[Saved entries]
"""

//! Runs the analyzer-instrumented builds of the target and downstream
//! modules.
//!
//! Every build first rewrites the analyzer and scanner settings files of each
//! module so the tools serialize fresh reports into the module's output
//! directory, then runs the user's build command through a [`CommandRunner`].

mod command;
mod serialization;

use std::path::{Path, PathBuf};
use std::sync::Arc;
use std::time::{Duration, Instant};

use annotator_index::files;
use thiserror::Error;

pub use command::{CommandOutput, CommandRunner, DefaultCommandRunner, ShellCommand};
pub use serialization::{write_settings, CheckerSettings, ScannerSettings};

/// Bytes of build output kept in a [`BuildError::CommandFailed`].
const OUTPUT_LIMIT: usize = 16 * 1024;

#[derive(Debug, Error)]
pub enum BuildError {
    #[error("failed to write {path}: {source}")]
    Io {
        path: PathBuf,
        #[source]
        source: std::io::Error,
    },

    #[error("failed to run `{command}`: {source}")]
    Spawn {
        command: String,
        #[source]
        source: std::io::Error,
    },

    #[error(
        "build command `{command}` failed with exit code {code:?} (output_truncated={output_truncated})\nstdout:\n{stdout}\nstderr:\n{stderr}"
    )]
    CommandFailed {
        command: String,
        code: Option<i32>,
        stdout: String,
        stderr: String,
        output_truncated: bool,
    },
}

pub type Result<T, E = BuildError> = std::result::Result<T, E>;

/// One module the analyzer runs on.
#[derive(Debug, Clone, PartialEq, Eq)]
pub struct ModuleTarget {
    /// Where the analyzer writes its reports for this module.
    pub output_dir: PathBuf,
    pub checker_config: PathBuf,
    pub scanner_config: PathBuf,
}

#[derive(Debug, Clone, Copy)]
pub struct BuildRequest<'a> {
    pub script: &'a str,
    pub modules: &'a [ModuleTarget],
    /// Ask the analyzer for `field_init.tsv`.
    pub field_init_info: bool,
}

#[derive(Debug, Clone, Copy, Default, PartialEq, Eq)]
pub struct BuildStats {
    pub builds: u32,
    pub elapsed: Duration,
}

#[derive(Debug)]
pub struct Builder {
    runner: Arc<dyn CommandRunner>,
    cwd: PathBuf,
    nullable_annotation: String,
    initializer_annotation: String,
    stats: BuildStats,
}

impl Builder {
    pub fn new(
        runner: Arc<dyn CommandRunner>,
        cwd: impl Into<PathBuf>,
        nullable_annotation: impl Into<String>,
        initializer_annotation: impl Into<String>,
    ) -> Self {
        Self {
            runner,
            cwd: cwd.into(),
            nullable_annotation: nullable_annotation.into(),
            initializer_annotation: initializer_annotation.into(),
            stats: BuildStats::default(),
        }
    }

    pub fn stats(&self) -> BuildStats {
        self.stats
    }

    /// Runs one analyzer build over `request.modules`.
    ///
    /// A non-zero exit is expected while the checker still reports errors, so
    /// it only fails the build when some module produced no error report.
    pub fn build(&mut self, request: &BuildRequest<'_>) -> Result<CommandOutput> {
        for module in request.modules {
            self.prepare(module, request.field_init_info)?;
        }

        let command = ShellCommand::new(&self.cwd, request.script);
        tracing::debug!(command = %command, modules = request.modules.len(), "running analyzer build");
        let start = Instant::now();
        let output = self.runner.run(&command);
        let elapsed = start.elapsed();
        self.stats.builds += 1;
        self.stats.elapsed += elapsed;

        for module in request.modules {
            let settings = ScannerSettings {
                active: false,
                output_dir: &module.output_dir,
            };
            write_settings(&module.scanner_config, &settings.to_xml())?;
        }

        let output = output.map_err(|source| BuildError::Spawn {
            command: request.script.to_string(),
            source,
        })?;
        let missing = request
            .modules
            .iter()
            .find(|module| !module.output_dir.join(files::ERRORS).exists());
        if !output.success() {
            if let Some(module) = missing {
                tracing::warn!(
                    code = ?output.code,
                    output_dir = %module.output_dir.display(),
                    "build failed without producing analyzer reports"
                );
                let (stdout, stdout_truncated) = tail(&output.stdout, OUTPUT_LIMIT);
                let (stderr, stderr_truncated) = tail(&output.stderr, OUTPUT_LIMIT);
                return Err(BuildError::CommandFailed {
                    command: request.script.to_string(),
                    code: output.code,
                    stdout,
                    stderr,
                    output_truncated: stdout_truncated || stderr_truncated,
                });
            }
        }
        tracing::info!(elapsed_ms = elapsed.as_millis() as u64, code = ?output.code, "analyzer build finished");
        Ok(output)
    }

    fn prepare(&self, module: &ModuleTarget, field_init_info: bool) -> Result<()> {
        create_dir(&module.output_dir)?;
        for name in files::ALL {
            remove_stale_report(&module.output_dir.join(name))?;
        }

        let checker = CheckerSettings {
            suggest: true,
            suggest_enclosing: true,
            field_init_info,
            nullable_annotation: &self.nullable_annotation,
            initializer_annotation: &self.initializer_annotation,
            output_dir: &module.output_dir,
        };
        write_settings(&module.checker_config, &checker.to_xml())?;
        let scanner = ScannerSettings {
            active: true,
            output_dir: &module.output_dir,
        };
        write_settings(&module.scanner_config, &scanner.to_xml())
    }
}

fn create_dir(path: &Path) -> Result<()> {
    std::fs::create_dir_all(path).map_err(|source| BuildError::Io {
        path: path.to_path_buf(),
        source,
    })
}

fn remove_stale_report(path: &Path) -> Result<()> {
    match std::fs::remove_file(path) {
        Ok(()) => Ok(()),
        Err(err) if err.kind() == std::io::ErrorKind::NotFound => Ok(()),
        Err(source) => Err(BuildError::Io {
            path: path.to_path_buf(),
            source,
        }),
    }
}

/// The last `limit` bytes of `text`, cut on a char boundary.
fn tail(text: &str, limit: usize) -> (String, bool) {
    if text.len() <= limit {
        return (text.to_string(), false);
    }
    let mut start = text.len() - limit;
    while !text.is_char_boundary(start) {
        start += 1;
    }
    (text[start..].to_string(), true)
}

#[cfg(test)]
mod tests {
    use super::*;

    #[test]
    fn tail_keeps_the_end_on_char_boundaries() {
        assert_eq!(tail("short", 10), ("short".to_string(), false));
        assert_eq!(tail("abcdef", 3), ("def".to_string(), true));
        let (kept, truncated) = tail("aé", 1);
        assert!(truncated);
        assert_eq!(kept, "");
    }
}
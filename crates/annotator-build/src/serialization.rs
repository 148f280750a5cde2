//! XML settings files read by the analyzer and the scanner at startup.

use std::fmt::Write as _;
use std::path::Path;

use crate::{BuildError, Result};

/// Settings for the nullability checker's fix serialization.
#[derive(Debug, Clone, PartialEq, Eq)]
pub struct CheckerSettings<'a> {
    pub suggest: bool,
    pub suggest_enclosing: bool,
    pub field_init_info: bool,
    pub nullable_annotation: &'a str,
    pub initializer_annotation: &'a str,
    pub output_dir: &'a Path,
}

impl CheckerSettings<'_> {
    pub fn to_xml(&self) -> String {
        let mut xml = String::from("<?xml version=\"1.0\" encoding=\"UTF-8\" standalone=\"no\"?>\n<serialization>\n");
        let _ = writeln!(
            xml,
            "  <suggest active=\"{}\" enclosing=\"{}\"/>",
            self.suggest, self.suggest_enclosing
        );
        let _ = writeln!(xml, "  <fieldInitInfo active=\"{}\"/>", self.field_init_info);
        xml.push_str("  <annotation>\n");
        let _ = writeln!(xml, "    <nullable>{}</nullable>", escape(self.nullable_annotation));
        let _ = writeln!(xml, "    <initializer>{}</initializer>", escape(self.initializer_annotation));
        xml.push_str("  </annotation>\n");
        let _ = writeln!(xml, "  <path>{}</path>", escape(&self.output_dir.display().to_string()));
        let _ = writeln!(xml, "  <uuid>{}</uuid>", uuid::Uuid::new_v4());
        xml.push_str("</serialization>\n");
        xml
    }
}

/// Settings for the scanner that emits call graphs and method metadata.
#[derive(Debug, Clone, PartialEq, Eq)]
pub struct ScannerSettings<'a> {
    pub active: bool,
    pub output_dir: &'a Path,
}

impl ScannerSettings<'_> {
    pub fn to_xml(&self) -> String {
        let mut xml = String::from("<?xml version=\"1.0\" encoding=\"UTF-8\" standalone=\"no\"?>\n<scanner>\n");
        for tracker in ["method", "field", "call", "class"] {
            let _ = writeln!(xml, "  <{tracker} active=\"{}\"/>", self.active);
        }
        let _ = writeln!(xml, "  <path>{}</path>", escape(&self.output_dir.display().to_string()));
        xml.push_str("  <processor/>\n");
        xml.push_str("</scanner>\n");
        xml
    }
}

pub fn write_settings(path: &Path, xml: &str) -> Result<()> {
    if let Some(parent) = path.parent() {
        std::fs::create_dir_all(parent).map_err(|source| BuildError::Io {
            path: parent.to_path_buf(),
            source,
        })?;
    }
    std::fs::write(path, xml).map_err(|source| BuildError::Io {
        path: path.to_path_buf(),
        source,
    })
}

fn escape(text: &str) -> String {
    let mut out = String::with_capacity(text.len());
    for c in text.chars() {
        match c {
            '&' => out.push_str("&amp;"),
            '<' => out.push_str("&lt;"),
            '>' => out.push_str("&gt;"),
            '"' => out.push_str("&quot;"),
            '\'' => out.push_str("&apos;"),
            c => out.push(c),
        }
    }
    out
}

#[cfg(test)]
mod tests {
    use super::*;
    use pretty_assertions::assert_eq;

    fn child<'a, 'input>(node: roxmltree::Node<'a, 'input>, name: &str) -> roxmltree::Node<'a, 'input> {
        node.children()
            .find(|n| n.has_tag_name(name))
            .unwrap_or_else(|| panic!("missing <{name}>"))
    }

    #[test]
    fn checker_settings_are_well_formed() {
        let settings = CheckerSettings {
            suggest: true,
            suggest_enclosing: true,
            field_init_info: false,
            nullable_annotation: "javax.annotation.Nullable",
            initializer_annotation: "com.acme.Init",
            output_dir: Path::new("/tmp/out & more/0"),
        };
        let xml = settings.to_xml();
        let doc = roxmltree::Document::parse(&xml).unwrap();
        let root = doc.root_element();
        assert_eq!(root.tag_name().name(), "serialization");

        let suggest = child(root, "suggest");
        assert_eq!(suggest.attribute("active"), Some("true"));
        assert_eq!(suggest.attribute("enclosing"), Some("true"));
        assert_eq!(child(root, "fieldInitInfo").attribute("active"), Some("false"));
        let annotation = child(root, "annotation");
        assert_eq!(child(annotation, "nullable").text(), Some("javax.annotation.Nullable"));
        assert_eq!(child(annotation, "initializer").text(), Some("com.acme.Init"));
        assert_eq!(child(root, "path").text(), Some("/tmp/out & more/0"));
        assert_eq!(child(root, "uuid").text().map(str::len), Some(36));
    }

    #[test]
    fn every_write_gets_a_fresh_uuid() {
        let settings = CheckerSettings {
            suggest: true,
            suggest_enclosing: true,
            field_init_info: true,
            nullable_annotation: "N",
            initializer_annotation: "I",
            output_dir: Path::new("/o"),
        };
        assert_ne!(settings.to_xml(), settings.to_xml());
    }

    #[test]
    fn scanner_settings_toggle_every_tracker() {
        let xml = ScannerSettings {
            active: true,
            output_dir: Path::new("/o/1"),
        }
        .to_xml();
        let doc = roxmltree::Document::parse(&xml).unwrap();
        let root = doc.root_element();
        assert_eq!(root.tag_name().name(), "scanner");
        for tracker in ["method", "field", "call", "class"] {
            assert_eq!(child(root, tracker).attribute("active"), Some("true"));
        }
        assert_eq!(child(root, "path").text(), Some("/o/1"));
    }
}
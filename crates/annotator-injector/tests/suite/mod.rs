mod round_trip;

"""

**Problem to solve:** Pull every line containing "ShellCommand" out of the data above.

**Your solution:**
pub use command::{CommandOutput, CommandRunner, DefaultCommandRunner, ShellCommand};
        let command = ShellCommand::new(&self.cwd, request.script);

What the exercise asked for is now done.